— TASK TO CARRY OUT —
Read through the listing below, and copy every line where the string "FetchError" appears.

— PROVIDED RECORDS —
Content starts

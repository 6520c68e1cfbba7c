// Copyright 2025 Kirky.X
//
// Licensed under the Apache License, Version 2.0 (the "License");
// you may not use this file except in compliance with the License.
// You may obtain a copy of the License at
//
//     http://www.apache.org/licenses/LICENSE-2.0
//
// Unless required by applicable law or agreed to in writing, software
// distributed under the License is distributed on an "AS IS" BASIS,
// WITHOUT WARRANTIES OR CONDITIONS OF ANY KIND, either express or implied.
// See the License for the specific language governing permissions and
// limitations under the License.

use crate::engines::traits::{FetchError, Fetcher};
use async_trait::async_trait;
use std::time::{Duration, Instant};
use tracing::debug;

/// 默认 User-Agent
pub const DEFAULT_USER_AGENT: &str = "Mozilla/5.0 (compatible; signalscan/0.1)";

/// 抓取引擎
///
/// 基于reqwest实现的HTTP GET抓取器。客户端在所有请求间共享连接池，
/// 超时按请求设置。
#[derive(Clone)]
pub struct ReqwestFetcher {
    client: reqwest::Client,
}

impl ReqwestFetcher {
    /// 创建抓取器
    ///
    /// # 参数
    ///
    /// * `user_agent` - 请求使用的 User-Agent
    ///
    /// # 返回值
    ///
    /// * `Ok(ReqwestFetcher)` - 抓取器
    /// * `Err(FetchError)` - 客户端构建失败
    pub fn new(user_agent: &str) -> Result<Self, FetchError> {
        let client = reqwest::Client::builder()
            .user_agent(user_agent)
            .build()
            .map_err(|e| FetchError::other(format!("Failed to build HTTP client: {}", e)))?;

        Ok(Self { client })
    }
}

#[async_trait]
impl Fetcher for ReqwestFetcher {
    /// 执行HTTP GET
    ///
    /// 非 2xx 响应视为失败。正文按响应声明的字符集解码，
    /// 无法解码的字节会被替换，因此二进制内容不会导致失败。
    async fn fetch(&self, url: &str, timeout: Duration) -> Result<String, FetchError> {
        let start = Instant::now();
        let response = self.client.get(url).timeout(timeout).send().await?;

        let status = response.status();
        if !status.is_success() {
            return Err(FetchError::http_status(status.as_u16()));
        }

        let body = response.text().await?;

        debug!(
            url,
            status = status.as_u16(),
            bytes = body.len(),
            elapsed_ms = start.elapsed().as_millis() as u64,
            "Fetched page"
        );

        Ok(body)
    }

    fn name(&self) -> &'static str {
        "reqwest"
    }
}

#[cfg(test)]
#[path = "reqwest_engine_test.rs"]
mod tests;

Content ends
Content starts

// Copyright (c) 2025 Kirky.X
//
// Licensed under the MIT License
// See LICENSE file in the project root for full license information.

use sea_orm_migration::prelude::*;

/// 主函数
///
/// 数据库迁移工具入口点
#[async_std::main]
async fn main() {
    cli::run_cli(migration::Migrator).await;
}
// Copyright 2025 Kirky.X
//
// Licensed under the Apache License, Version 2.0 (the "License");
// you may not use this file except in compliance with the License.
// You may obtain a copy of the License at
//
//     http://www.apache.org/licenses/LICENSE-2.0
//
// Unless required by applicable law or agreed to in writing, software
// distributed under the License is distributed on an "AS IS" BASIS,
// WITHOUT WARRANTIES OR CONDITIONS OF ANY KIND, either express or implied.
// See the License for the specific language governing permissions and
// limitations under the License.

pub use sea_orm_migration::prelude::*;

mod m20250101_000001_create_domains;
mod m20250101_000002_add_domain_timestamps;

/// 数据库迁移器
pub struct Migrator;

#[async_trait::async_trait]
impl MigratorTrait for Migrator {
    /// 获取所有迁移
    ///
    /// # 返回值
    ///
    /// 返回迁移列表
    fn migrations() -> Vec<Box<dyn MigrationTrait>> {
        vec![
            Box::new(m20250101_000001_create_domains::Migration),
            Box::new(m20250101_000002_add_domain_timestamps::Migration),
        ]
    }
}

Content ends

— OUTPUT FOR THIS EXERCISE —
use crate::engines::traits::{FetchError, Fetcher};
    /// * `Err(FetchError)` - 客户端构建失败
    pub fn new(user_agent: &str) -> Result<Self, FetchError> {
            .map_err(|e| FetchError::other(format!("Failed to build HTTP client: {}", e)))?;
    async fn fetch(&self, url: &str, timeout: Duration) -> Result<String, FetchError> {
            return Err(FetchError::http_status(status.as_u16()));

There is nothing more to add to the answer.